Data Broker Registration and Regulation

The Act establishes a comprehensive regulatory framework for data brokers operating in Connecticut. It defines "data broker" broadly to include any business—or portion of such business, if the business is not an individual—that sells or licenses brokered personal data to another person. The definition is not limited to companies whose primary business model is data brokerage, so any business that sells or licenses such data for monetary or other consideration—even as a secondary revenue stream—may be a covered data broker. The Act does not define "sale," but the term is defined broadly under the CTDPA to mean the exchange of personal data for monetary or other valuable consideration. "License" is also broadly defined in the Act to mean the granting of access to, or the distribution of, brokered personal data in exchange for consideration. Licensing does not include using personal data for the sole benefit of the person who provided such data, so long as that person maintains control over its use. This limitation ensures that a controller that discloses personal data to a processor under a data processing agreement will not be deemed a data broker based solely on that disclosure.

Beginning January 1, 2027, any business that sells or licenses "brokered personal data"—defined as one or more personal data elements (including, but not limited to, name, address, date or place of birth, mother's maiden name, and other information that, alone or in combination with other information sold or licensed, would allow a reasonable person to identify a "consumer" with reasonable certainty) that the business categorizes or organizes for sale or to license to a third party—must register as a "data broker" with the Department of Consumer Protection (Department) and pay a $2,500 registration fee before selling or licensing such data. Registration must be renewed and the fee paid annually. "Consumer" has the meaning given to that term under the CTDPA and thus excludes people acting in a commercial or employment context.

The data broker initial registration or renewal application must include the following information:

  • Applicant's name, mailing address, an actively monitored email address, and telephone number;
  • Address of the applicant's primary website;
  • Address of publicly available consumer rights webpage that includes certain information;
  • Whether the applicant collects minors' personal data or consumers' precise geolocation data or reproductive or sexual health data;
  • Information about the applicant's regulatory status under other legal regimes, including the Fair Credit Reporting Act (FCRA), the Gramm-Leach-Bliley Act (GLBA), the Health Insurance Portability and Accountability Act (HIPAA), and Connecticut's Insurance Data Security Act; and
  • Measures the applicant will take to ensure that no personal data are sold or licensed in violation of the Act or the CTDPA.

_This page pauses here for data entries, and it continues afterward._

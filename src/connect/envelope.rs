use serde::{Deserialize, Deserializer, Serialize};

#[derive(Debug, thiserror::Error)]
pub enum DecodeError {
    #[error("malformed notification payload: {0}")]
    MalformedStructure(#[from] serde_json::Error),
}

/// Envelope status change as posted by DocuSign Connect.
#[derive(Debug, Clone, Default, PartialEq, Eq, Serialize, Deserialize)]
#[serde(rename_all = "camelCase", default)]
pub struct NotificationRecord {
    #[serde(deserialize_with = "null_as_empty")]
    pub envelope_id: String,
    #[serde(deserialize_with = "null_as_empty")]
    pub status: String,
    #[serde(deserialize_with = "null_as_empty")]
    pub status_changed_date_time: String,
    #[serde(deserialize_with = "null_as_empty")]
    pub recipient_statuses: String,
}

fn null_as_empty<'de, D>(deserializer: D) -> Result<String, D::Error>
where
    D: Deserializer<'de>,
{
    Ok(Option::<String>::deserialize(deserializer)?.unwrap_or_default())
}

/// Parse an authenticated body. The top level has to be a JSON object.
pub fn decode(bytes: &[u8]) -> Result<NotificationRecord, DecodeError> {
    let object: serde_json::Map<String, serde_json::Value> = serde_json::from_slice(bytes)?;
    Ok(serde_json::from_value(serde_json::Value::Object(object))?)
}
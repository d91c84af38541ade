//! Membership-specific error types.
//!
//! The taxonomy separates business outcomes a caller can act on from
//! infrastructure failures they cannot.
//!
//! # HTTP Status Mapping (for transport layers)
//!
//! | Error | HTTP Status |
//! |-------|-------------|
//! | NotFound | 404 |
//! | InvalidState | 400 |
//! | ValidationFailed | 400 |
//! | Internal | 500 |

use crate::domain::foundation::{ClientId, DomainError, ErrorCode, OperatorId, ValidationError};

/// Membership operation errors.
///
/// `Internal` keeps its detail for logging and diagnostics, but the
/// client-visible message stays generic.
#[derive(Debug, Clone, PartialEq, Eq)]
pub enum MembershipError {
    /// No membership exists for this client under this operator.
    NotFound {
        client_id: ClientId,
        operator_id: OperatorId,
    },

    /// A precondition on plan/payment completeness was violated.
    InvalidState { current: String, reason: String },

    /// Malformed input.
    ValidationFailed { field: String, message: String },

    /// Persistence or collaborator failure unrelated to business rules.
    Internal(String),
}

impl MembershipError {
    pub fn not_found(client_id: &ClientId, operator_id: &OperatorId) -> Self {
        MembershipError::NotFound {
            client_id: client_id.clone(),
            operator_id: operator_id.clone(),
        }
    }

    pub fn invalid_state(current: impl Into<String>, reason: impl Into<String>) -> Self {
        MembershipError::InvalidState {
            current: current.into(),
            reason: reason.into(),
        }
    }

    pub fn validation(field: impl Into<String>, message: impl Into<String>) -> Self {
        MembershipError::ValidationFailed {
            field: field.into(),
            message: message.into(),
        }
    }

    pub fn internal(detail: impl Into<String>) -> Self {
        MembershipError::Internal(detail.into())
    }

    /// Returns the error code for this error.
    pub fn code(&self) -> ErrorCode {
        match self {
            MembershipError::NotFound { .. } => ErrorCode::MembershipNotFound,
            MembershipError::InvalidState { .. } => ErrorCode::InvalidState,
            MembershipError::ValidationFailed { .. } => ErrorCode::ValidationFailed,
            MembershipError::Internal(_) => ErrorCode::InternalError,
        }
    }

    /// Returns the client-visible error message.
    ///
    /// Internal failures deliberately surface a generic message; the
    /// detail is logged where the error is raised.
    pub fn message(&self) -> String {
        match self {
            MembershipError::NotFound { client_id, .. } => {
                format!("Membership not found for client: {}", client_id)
            }
            MembershipError::InvalidState { reason, .. } => reason.clone(),
            MembershipError::ValidationFailed { field, message } => {
                format!("Validation failed for '{}': {}", field, message)
            }
            MembershipError::Internal(_) => "Internal error".to_string(),
        }
    }

    /// Returns true if this error should trigger a retry.
    pub fn is_retryable(&self) -> bool {
        matches!(self, MembershipError::Internal(_))
    }
}

impl std::fmt::Display for MembershipError {
    fn fmt(&self, f: &mut std::fmt::Formatter<'_>) -> std::fmt::Result {
        write!(f, "{}", self.message())
    }
}

impl std::error::Error for MembershipError {}

impl From<ValidationError> for MembershipError {
    fn from(err: ValidationError) -> Self {
        let field = match &err {
            ValidationError::EmptyField { field } => field.clone(),
            ValidationError::OutOfRange { field, .. } => field.clone(),
            ValidationError::InvalidFormat { field, .. } => field.clone(),
        };
        MembershipError::ValidationFailed {
            field,
            message: err.to_string(),
        }
    }
}

impl From<DomainError> for MembershipError {
    fn from(err: DomainError) -> Self {
        match err.code {
            ErrorCode::InvalidState => MembershipError::InvalidState {
                current: err
                    .details
                    .get("status")
                    .cloned()
                    .unwrap_or_else(|| "unknown".to_string()),
                reason: err.message,
            },
            ErrorCode::ValidationFailed
            | ErrorCode::EmptyField
            | ErrorCode::OutOfRange
            | ErrorCode::InvalidFormat => MembershipError::ValidationFailed {
                field: err
                    .details
                    .get("field")
                    .cloned()
                    .unwrap_or_else(|| "unknown".to_string()),
                message: err.message,
            },
            _ => MembershipError::Internal(err.to_string()),
        }
    }
}

impl From<MembershipError> for DomainError {
    fn from(err: MembershipError) -> Self {
        DomainError::new(err.code(), err.message())
    }
}
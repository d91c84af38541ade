//! Adapters - Implementations of port interfaces.
//!
//! Adapters connect the domain to external systems:
//! - `postgres` - PostgreSQL membership persistence
//! - `memory` - In-memory persistence for tests and development
//! - `sendgrid` - Email plan delivery
//! - `twilio` - SMS plan delivery
//! - `payment` - Payment gateway clients
//! - `auth` - Operator resolution

pub mod auth;
pub mod memory;
pub mod payment;
pub mod postgres;
pub mod sendgrid;
pub mod twilio;

pub use auth::TrustedAuthProvider;
pub use memory::InMemoryMembershipStore;
pub use payment::MockPaymentGateway;
pub use postgres::PostgresMembershipStore;
pub use sendgrid::{SendGridConfig, SendGridEmailProvider};
pub use twilio::{TwilioConfig, TwilioSmsProvider};
//! CreatePaymentSetupHandler - prepares a gateway card-collection session.

use std::sync::Arc;

use crate::domain::foundation::{ClientId, OperatorId, Timestamp};
use crate::domain::membership::{MembershipError, PaymentSetupView};
use crate::ports::PaymentGatewayClient;

/// Command to create a payment setup session for a client.
#[derive(Debug, Clone)]
pub struct CreatePaymentSetupCommand {
    pub client_id: ClientId,
    pub operator_id: OperatorId,
    /// Email of the authenticated requester, forwarded to the gateway
    /// customer record.
    pub requester_email: Option<String>,
}

/// Result of a payment setup request.
#[derive(Debug, Clone)]
pub struct CreatePaymentSetupResult {
    pub setup: PaymentSetupView,
}

/// Handler for payment setup sessions.
///
/// Without a gateway this degrades to mock credentials so client apps
/// can exercise their card-collection flow against a dev deployment.
pub struct CreatePaymentSetupHandler {
    gateway: Option<Arc<dyn PaymentGatewayClient>>,
    publishable_key: Option<String>,
    merchant_name: String,
}

impl CreatePaymentSetupHandler {
    pub fn new(
        gateway: Option<Arc<dyn PaymentGatewayClient>>,
        publishable_key: Option<String>,
        merchant_name: String,
    ) -> Self {
        Self {
            gateway,
            publishable_key,
            merchant_name,
        }
    }

    pub async fn handle(
        &self,
        cmd: CreatePaymentSetupCommand,
    ) -> Result<CreatePaymentSetupResult, MembershipError> {
        // 1. Without a gateway, hand back mock credentials
        let Some(gateway) = &self.gateway else {
            tracing::warn!(
                client_id = %cmd.client_id,
                "No payment gateway configured; returning mock setup credentials"
            );
            let millis = Timestamp::now().as_unix_millis();
            return Ok(CreatePaymentSetupResult {
                setup: PaymentSetupView {
                    client_secret: format!("seti_mock_secret_{}", millis),
                    customer_id: cmd.client_id.to_string(),
                    ephemeral_key: format!("ephkey_mock_{}", millis),
                    publishable_key: self.publishable_key.clone(),
                    merchant_name: Some(self.merchant_name.clone()),
                },
            });
        };

        // 2. Resolve the gateway customer for this client
        let customer = gateway
            .get_or_create_customer(&cmd.client_id, cmd.requester_email.as_deref(), None)
            .await
            .map_err(|err| {
                tracing::error!(client_id = %cmd.client_id, error = %err, "Gateway customer lookup failed");
                MembershipError::internal(err.to_string())
            })?;

        // 3. Create the setup intent and its ephemeral key
        let intent = gateway.create_setup_intent(&customer.id).await.map_err(|err| {
            tracing::error!(client_id = %cmd.client_id, error = %err, "Setup intent creation failed");
            MembershipError::internal(err.to_string())
        })?;
        let ephemeral_key = gateway
            .create_ephemeral_key(&customer.id)
            .await
            .map_err(|err| {
                tracing::error!(client_id = %cmd.client_id, error = %err, "Ephemeral key creation failed");
                MembershipError::internal(err.to_string())
            })?;

        tracing::info!(
            client_id = %cmd.client_id,
            customer_id = %customer.id,
            "Payment setup session created"
        );

        Ok(CreatePaymentSetupResult {
            setup: PaymentSetupView {
                client_secret: intent.client_secret,
                customer_id: customer.id,
                ephemeral_key: ephemeral_key.secret,
                publishable_key: self.publishable_key.clone(),
                merchant_name: Some(self.merchant_name.clone()),
            },
        })
    }
}
//! ListMembershipsHandler - query for all memberships under an operator.

use std::sync::Arc;

use crate::domain::foundation::OperatorId;
use crate::domain::membership::{Membership, MembershipError};
use crate::ports::MembershipStore;

/// Query for every membership an operator manages.
#[derive(Debug, Clone)]
pub struct ListMembershipsQuery {
    pub operator_id: OperatorId,
}

/// Result of listing an operator's memberships.
#[derive(Debug, Clone)]
pub struct ListMembershipsResult {
    pub memberships: Vec<Membership>,
}

/// Handler for the membership list query.
pub struct ListMembershipsHandler {
    store: Arc<dyn MembershipStore>,
}

impl ListMembershipsHandler {
    pub fn new(store: Arc<dyn MembershipStore>) -> Self {
        Self { store }
    }

    pub async fn handle(
        &self,
        query: ListMembershipsQuery,
    ) -> Result<ListMembershipsResult, MembershipError> {
        let memberships = self.store.list_by_operator(&query.operator_id).await?;

        tracing::debug!(
            operator_id = %query.operator_id,
            count = memberships.len(),
            "Listed memberships"
        );

        Ok(ListMembershipsResult { memberships })
    }
}
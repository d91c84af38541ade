//! Application handlers.
//!
//! Command and query handlers that orchestrate domain operations.

pub mod membership;

pub use membership::{
    // Commands
    AttachPaymentMethodCommand, AttachPaymentMethodHandler, AttachPaymentMethodResult,
    CancelMembershipCommand, CancelMembershipHandler, CancelMembershipResult,
    CreatePaymentSetupCommand, CreatePaymentSetupHandler, CreatePaymentSetupResult,
    ReactivateMembershipCommand, ReactivateMembershipHandler, ReactivateMembershipResult,
    SendPlanCommand, SendPlanHandler, SendPlanResult,
    UpsertPlanCommand, UpsertPlanHandler, UpsertPlanResult,
    // Queries
    GetOrDefaultMembershipCommand, GetOrDefaultMembershipHandler, GetOrDefaultMembershipResult,
    ListMembershipsHandler, ListMembershipsQuery, ListMembershipsResult,
};
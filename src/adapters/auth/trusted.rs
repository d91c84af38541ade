//! Trusted Auth Provider - pass-through operator resolution.
//!
//! For deployments where authentication terminates upstream (gateway,
//! sidecar, or the surrounding service) and requests arrive already
//! vouched for. The credential is taken verbatim as the operator id;
//! only non-emptiness is checked here.

use async_trait::async_trait;

use crate::domain::foundation::OperatorId;
use crate::ports::{AuthError, AuthProvider};

/// Auth provider that trusts the credential as the operator identity.
#[derive(Debug, Clone, Default)]
pub struct TrustedAuthProvider;

impl TrustedAuthProvider {
    /// Creates a new trusted provider.
    pub fn new() -> Self {
        Self
    }
}

#[async_trait]
impl AuthProvider for TrustedAuthProvider {
    async fn resolve_operator(&self, credential: &str) -> Result<OperatorId, AuthError> {
        let credential = credential.trim();
        if credential.is_empty() {
            return Err(AuthError::MissingCredential);
        }
        OperatorId::new(credential).map_err(|_| AuthError::MissingCredential)
    }
}
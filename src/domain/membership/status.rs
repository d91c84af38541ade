//! Membership status lifecycle states.
//!
//! Status is mutated only through the per-operation transition methods on
//! [`Membership`](super::Membership); there is no standalone transition
//! table. Each state serializes and persists as its lower-case token.

use serde::{Deserialize, Serialize};
use std::fmt;
use std::str::FromStr;

use crate::domain::foundation::ValidationError;

/// Current state of a client's membership under one operator.
#[derive(Debug, Clone, Copy, PartialEq, Eq, Serialize, Deserialize)]
#[serde(rename_all = "snake_case")]
pub enum MembershipStatus {
    /// Record exists but no plan has been configured yet.
    /// Initial state on first observation.
    NotConfigured,

    /// A plan has been configured and may be delivered to the client.
    /// Re-entered whenever the plan is upserted, from any state.
    PlanDraft,

    /// Plan delivered, waiting for a payment method to arrive.
    /// No lifecycle operation produces this state; attaching a payment
    /// method while in it activates the membership.
    AwaitingPayment,

    /// Billing is live; `next_charge_at` is populated.
    Active,

    /// Billing stopped. Re-enterable via reactivation.
    Cancelled,
}

impl MembershipStatus {
    /// Returns the lower-case persistence token for this status.
    pub fn as_str(&self) -> &'static str {
        match self {
            MembershipStatus::NotConfigured => "not_configured",
            MembershipStatus::PlanDraft => "plan_draft",
            MembershipStatus::AwaitingPayment => "awaiting_payment",
            MembershipStatus::Active => "active",
            MembershipStatus::Cancelled => "cancelled",
        }
    }
}

impl fmt::Display for MembershipStatus {
    fn fmt(&self, f: &mut fmt::Formatter<'_>) -> fmt::Result {
        write!(f, "{}", self.as_str())
    }
}

impl FromStr for MembershipStatus {
    type Err = ValidationError;

    fn from_str(s: &str) -> Result<Self, Self::Err> {
        match s {
            "not_configured" => Ok(MembershipStatus::NotConfigured),
            "plan_draft" => Ok(MembershipStatus::PlanDraft),
            "awaiting_payment" => Ok(MembershipStatus::AwaitingPayment),
            "active" => Ok(MembershipStatus::Active),
            "cancelled" => Ok(MembershipStatus::Cancelled),
            other => Err(ValidationError::invalid_format(
                "status",
                format!("unknown status token '{}'", other),
            )),
        }
    }
}

#[cfg(test)]
mod tests {
    use super::*;

    #[test]
    fn status_tokens_are_lower_case() {
        assert_eq!(MembershipStatus::NotConfigured.as_str(), "not_configured");
        assert_eq!(MembershipStatus::PlanDraft.as_str(), "plan_draft");
        assert_eq!(
            MembershipStatus::AwaitingPayment.as_str(),
            "awaiting_payment"
        );
        assert_eq!(MembershipStatus::Active.as_str(), "active");
        assert_eq!(MembershipStatus::Cancelled.as_str(), "cancelled");
    }

    #[test]
    fn status_parses_from_token() {
        for status in [
            MembershipStatus::NotConfigured,
            MembershipStatus::PlanDraft,
            MembershipStatus::AwaitingPayment,
            MembershipStatus::Active,
            MembershipStatus::Cancelled,
        ] {
            let parsed: MembershipStatus = status.as_str().parse().unwrap();
            assert_eq!(parsed, status);
        }
    }

    #[test]
    fn status_rejects_unknown_token() {
        let result: Result<MembershipStatus, _> = "suspended".parse();
        assert!(result.is_err());
    }

    #[test]
    fn status_serializes_as_snake_case() {
        let json = serde_json::to_string(&MembershipStatus::AwaitingPayment).unwrap();
        assert_eq!(json, "\"awaiting_payment\"");
    }

    #[test]
    fn status_deserializes_from_snake_case() {
        let status: MembershipStatus = serde_json::from_str("\"plan_draft\"").unwrap();
        assert_eq!(status, MembershipStatus::PlanDraft);
    }

    #[test]
    fn display_matches_persistence_token() {
        assert_eq!(format!("{}", MembershipStatus::Active), "active");
    }
}
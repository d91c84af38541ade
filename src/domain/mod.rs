//! Domain layer containing business logic and domain types.
//!
//! # Module Organization
//!
//! - `foundation` - Shared domain primitives (value objects, IDs, errors)
//! - `membership` - Recurring-billing membership lifecycle

pub mod foundation;
pub mod membership;
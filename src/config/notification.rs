//! Notification configuration

use serde::Deserialize;
use std::time::Duration;

use super::error::ValidationError;

/// Notification configuration (SendGrid email, Twilio SMS)
///
/// Every credential defaults to empty; a channel with blank credentials is
/// simply disabled. Validation only rejects half-configured channels.
#[derive(Debug, Clone, Deserialize)]
pub struct NotificationConfig {
    /// SendGrid API key (blank disables email)
    #[serde(default)]
    pub sendgrid_api_key: String,

    /// Sender email address
    #[serde(default)]
    pub sendgrid_from_email: String,

    /// Sender display name
    #[serde(default = "default_from_name")]
    pub sendgrid_from_name: String,

    /// Twilio account SID
    #[serde(default)]
    pub twilio_account_sid: String,

    /// Twilio auth token
    #[serde(default)]
    pub twilio_auth_token: String,

    /// Twilio Messaging Service SID used as the sender
    #[serde(default)]
    pub twilio_messaging_service_sid: String,

    /// Deadline for a single provider send, in seconds
    #[serde(default = "default_send_timeout")]
    pub send_timeout_secs: u64,
}

impl NotificationConfig {
    /// Get the provider send deadline as Duration
    pub fn send_timeout(&self) -> Duration {
        Duration::from_secs(self.send_timeout_secs)
    }

    /// Check if email delivery is configured
    pub fn email_enabled(&self) -> bool {
        !self.sendgrid_api_key.is_empty()
    }

    /// Check if SMS delivery is configured
    pub fn sms_enabled(&self) -> bool {
        !self.twilio_account_sid.is_empty()
            && !self.twilio_auth_token.is_empty()
            && !self.twilio_messaging_service_sid.is_empty()
    }

    /// Validate notification configuration
    pub fn validate(&self) -> Result<(), ValidationError> {
        if self.send_timeout_secs == 0 {
            return Err(ValidationError::InvalidTimeout);
        }

        if self.email_enabled() && !self.sendgrid_from_email.contains('@') {
            return Err(ValidationError::InvalidFromEmail);
        }

        let twilio_fields = [
            &self.twilio_account_sid,
            &self.twilio_auth_token,
            &self.twilio_messaging_service_sid,
        ];
        let set = twilio_fields.iter().filter(|f| !f.is_empty()).count();
        if set != 0 && set != twilio_fields.len() {
            return Err(ValidationError::IncompleteTwilioConfig);
        }

        Ok(())
    }
}

impl Default for NotificationConfig {
    fn default() -> Self {
        Self {
            sendgrid_api_key: String::new(),
            sendgrid_from_email: String::new(),
            sendgrid_from_name: default_from_name(),
            twilio_account_sid: String::new(),
            twilio_auth_token: String::new(),
            twilio_messaging_service_sid: String::new(),
            send_timeout_secs: default_send_timeout(),
        }
    }
}

fn default_from_name() -> String {
    "Membership Manager".to_string()
}

fn default_send_timeout() -> u64 {
    10
}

For registration renewals after July 1, 2029, applicants must post the statement disclosing the statistics described below under "Annual Disclosures." For registration renewals after July 1, 2031, applicants also must disclose whether they have undergone an audit pursuant to the Act and, if so, the most recent year for which they submitted an audit report to the Department.

Privacy Policy

Registered data brokers must establish a privacy policy that includes measures designed to ensure that they do not sell or license personal data in violation of the Act or the CTDPA.

Four Key Changes for Businesses: 1) Data Broker Regulation. Businesses selling or licensing personal data may qualify as data brokers. 2) Limits on Algorithmic (Surveillance) Pricing. New rules for prices based on consumer data. 3) Restrictions on Facial Recognition Technology. New rules for businesses using FRT. 4) New Data Use Restrictions. Expanded protections for consumer data.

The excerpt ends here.